O Espírito Santo criou um grupo de trabalho que integra polícias e outros setores do Governo para monitorar os impactos da crise na segurança e viabilizar ações necessárias. São Paulo criou um protocolo contendo medidas para situações rotineiras, com suspeita de contaminação e com contaminação confirmada. E Santa Catarina montou um plano de contingência prevendo uma reserva operacional composta por profissionais de férias, licença e administrativos trabalhando em casa. Essas medidas podem ajudar as forças de segurança e enfrentar os momentos mais agudos que ainda estão por vir e é preciso que sejam adotadas pelo resto do país.

Diante da escassez de recursos, é fundamental estabelecer prioridades, direcionando o trabalho para casos violentos e racionalizando o atendimento dos casos sem violência, já que muitas delas acabam expondo os agentes a riscos. Para diminuir esse contato direto com o público, é necessário ainda aumentar a possibilidade de notificação de crimes pela Internet. É fundamental também fortalecer as estruturas para atendimento à violência doméstica, dado o aumento nesse tipo de problema em função do confinamento familiar.

É preciso ainda desenvolver políticas de uso da força claras em relação aos limites estabelecidos pela quarentena, como mecanismos de fiscalização de estabelecimentos e de pessoas que violam o isolamento. Por fim, é importante melhorar a capacidade dos serviços de inteligência no monitoramento de crimes e violências que possam ocorrer em função da situação atual, como crimes virtuais, saques, roubos a supermercados e outros distúrbios coletivos.

Todas essas são medidas que os governos estaduais podem tomar, uma vez que são responsáveis por gerir as policias civis e militares. Mas é fundamental que o Governo Federal, por meio do Ministério da Justiça, também adote de forma proativa medidas concretas para auxiliar os Estados. Mesmo antes da pandemia, o Governo tem sido tímido na condução da segurança pública. Segundo análise do Instituto Sou da Paz, em 2019 apenas 35% dos recursos do Fundo Nacional de Segurança Pública foram efetivamente gastos, sinalizando que muito pouco foi feito para implementar todo o potencial que o Executivo tem para a área. E até agora, as respostas mais substanciais do ministério foram de alocação da Força Nacional e autorização para que Estados usem no combate ao vírus os recursos de transferência federal de 2019.

O Ministério da Justiça publicou um protocolo para as polícias atuarem em tempos de pandemia, mas é preciso fazer mais.
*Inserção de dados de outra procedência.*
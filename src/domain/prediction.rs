use serde::{Deserialize, Serialize};
use serde_json::{Map, Value};
use std::collections::BTreeMap;

/// Body for `POST /predict`. Serializes as `{"raw": {...}}` or `{"features": [...]}`.
#[derive(Debug, Clone, PartialEq, Serialize)]
#[serde(rename_all = "snake_case")]
pub enum PredictRequest {
    Raw(BTreeMap<String, f64>),
    Features(Vec<f64>),
}

/// Which body form single predictions are sent with
#[derive(Debug, Clone, Copy, PartialEq, Eq, Serialize, Deserialize, Default)]
#[serde(rename_all = "lowercase")]
pub enum PayloadForm {
    Raw,
    #[default]
    Features,
}

#[derive(Debug, Serialize)]
pub struct BatchRequest<'a> {
    pub batch: &'a [Vec<f64>],
}

/// Response of `POST /predict`
#[derive(Debug, Clone, PartialEq, Serialize, Deserialize)]
pub struct SinglePrediction {
    #[serde(default)]
    pub prediction: Value,
    #[serde(default)]
    pub probability: Option<f64>,
    #[serde(default, skip_serializing_if = "Option::is_none")]
    pub class_name: Option<String>,
    /// Any additional keys the service returns
    #[serde(flatten)]
    pub extra: Map<String, Value>,
}

/// Response of `POST /predict_batch`
#[derive(Debug, Clone, PartialEq, Serialize, Deserialize)]
pub struct BatchPredictions {
    pub predictions: Vec<Value>,
    pub probabilities: Vec<f64>,
}

/// Response of `GET /health`
#[derive(Debug, Clone, PartialEq, Serialize, Deserialize)]
pub struct HealthStatus {
    pub status: String,
    #[serde(default)]
    pub model_loaded: bool,
}

/// One accumulated single-prediction call
#[derive(Debug, Clone, PartialEq)]
pub struct SinglePredictionEntry {
    pub input: Vec<f64>,
    pub output: SinglePrediction,
}

/// Batch results aligned with the matrix that produced them
#[derive(Debug, Clone, PartialEq)]
pub struct BatchResultSet {
    pub matrix: Vec<Vec<f64>>,
    pub predictions: Vec<Value>,
    pub probabilities: Vec<f64>,
    /// Buffer version the matrix was taken from
    pub buffer_version: u64,
}

impl BatchResultSet {
    pub fn len(&self) -> usize {
        self.matrix.len()
    }

    pub fn is_empty(&self) -> bool {
        self.matrix.is_empty()
    }
}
A atual crise é uma boa oportunidade para que o ministério, assim como tem feito a pasta da Saúde, assuma a liderança e a coordenação, que neste momento são ainda mais necessárias. E é importante que essa ações sejam tomadas já, antes do cenário mais grave esperado pelo país nas próximas semanas.

Carolina Ricardo é diretora-executiva do Instituto Sou da Paz.